From so little a plant has grown a gigantic weed of deceit, corruption and fraud, nurtured upon the fattening lust of money, and of the flesh.
What has developed from it is not alone a system of so-called communications through a puerile code of signals with an unseen world; but, as Dante describes, in his incomparable epic, forms of monstrosity which combine a hideous human semblance and a loathly animal foulness, so this venomous evil has become conglomerate in its hateful phases of delusion, and its petty sordidness and depravity.
Thus the Tuscan bard describes the spirit of fraud:
“’Lo! the fell monster with the deadly sting!
Who passes mountains, breaks through fenced walls
And firm embattled spears, and with his filth
Taints all the world! Thus me my guide addressed,
And beckon’d him, that he should come to shore,
Near to the stony causeway’s utmost edge.

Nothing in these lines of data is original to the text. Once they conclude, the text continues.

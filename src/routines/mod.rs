//! Background routines and their supervision.
//!
//! ## Contents
//! - [`Routine`], [`RoutineRef`] the async, cancelable unit of background work
//! - [`RoutineFn`] closure-backed routine
//! - [`RoutineContext`] what a running routine sees (token + store)
//! - [`SupervisedRoutine`], [`compose_routine`] one group per module, run
//!   under a [`FailurePolicy`](crate::FailurePolicy)

mod context;
mod routine;
mod routine_fn;
mod supervised;

pub use context::RoutineContext;
pub use routine::{Routine, RoutineRef};
pub use routine_fn::RoutineFn;
pub use supervised::{SupervisedRoutine, compose_routine};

“Forthwith that image vile of fraud appear’d,
His head and upper part expos’d on land,
But laid not on the shore his bestial train.
His face the semblance of a just man’s wore.
So kind and gracious was its outward cheer;
The rest was serpent all; two shaggy claws
Reach’d to the armpits, and the back and breast,
And either side, were painted o’er with nodes
And orbits. Colors variegated more
Nor Turks nor Tartars e’er on cloth of state
With interchangeable embroidery wove,
Nor spread Arachne o’er her curious loom.
As ofttimes a light skiff, moor’d to the shore,
Stands part in water, part upon the land;
Or, as where dwells the greedy German boor,
The beaver settles watching for his prey;
So on the rim, that fenced the sand with rock,
Sat perched the fiend of evil. In the void
Glancing, his tail upturn’d its venomous fork,
With sting like scorpion’s armed.”
The world has not seen in all its long procession of follies, vagaries, and strange mania, one so utterly devoid of a reasonable foundation as this.
Yet none has been more eagerly believed; and this very tendency has evolved into so strong a desire to believe that thousands of those who have professed to investigate it have done so only ostensibly, their eyes, figuratively speaking, tightly bandaged, to shut out everything but the artificial vision that they were most eager to see.
It is to be hoped that the world will now form its ultimate conclusion upon this flagrant and audacious system of humbuggery:—that, regarded as a superstition, it ranks even below voudooism and fetich-worship, and, as an illusion, below the effects produced by the most ordinary magician at a country fair.
Dragged into this life when infants, rescued from it for an interval by two men[1] whose names are historical, the one as a hero and explorer, the other as a journalist and daily philosopher; borne back to it again by the tide of ill-fortune; used and controlled, by those whose heart’s were “dry as summer’s dust,” for their own hateful purposes; menaced when conscience rebelled and suggested retraction and amends; driven to seek momentary oblivion of their present degradation in a vice that was the result of their enforced public career; finally, persecuted in a stealthy and treacherous way by those who had profited most by the fraud that they had set up, because it was feared that sooner or later they could no longer keep silent and would betray its real origin; seeing their existence slipping away from them with nothing but Dead Sea fruit remaining to their bitter portion; feeling more and more the need of an atonement to conscience and the opinion of the world—Margaret and Catherine Fox now denounce and anathematize Spiritualism as absolutely and utterly false from beginning to end; and they declare their solemn intention to devote themselves henceforth to the noble task of undoing the great evil which they have done, and of leaving no single stone of foundation behind them for weak-minded future generations to base a futile faith upon.
In these pages will be found the full and truthful story of Spiritualism, as it was and is, as gathered from the lips of both Margaret Fox Kane and Catharine Fox Jencken, and verified by letters, documents and published data. It is written with their full knowledge and earnest sanction.
The bold fabric of lies built up to sustain the claim that the “rappings” in which all spiritualistic so-called phenomena originated were unaccountable except on the supernatural hypothesis, can no longer be cited to an intelligent mind. The elaborate narrative published by the eldest sister, Mrs. Ann Leah Fox Underhill, who is now the only remaining stay of spiritualistic deception, is proven to be false from title-page to finis.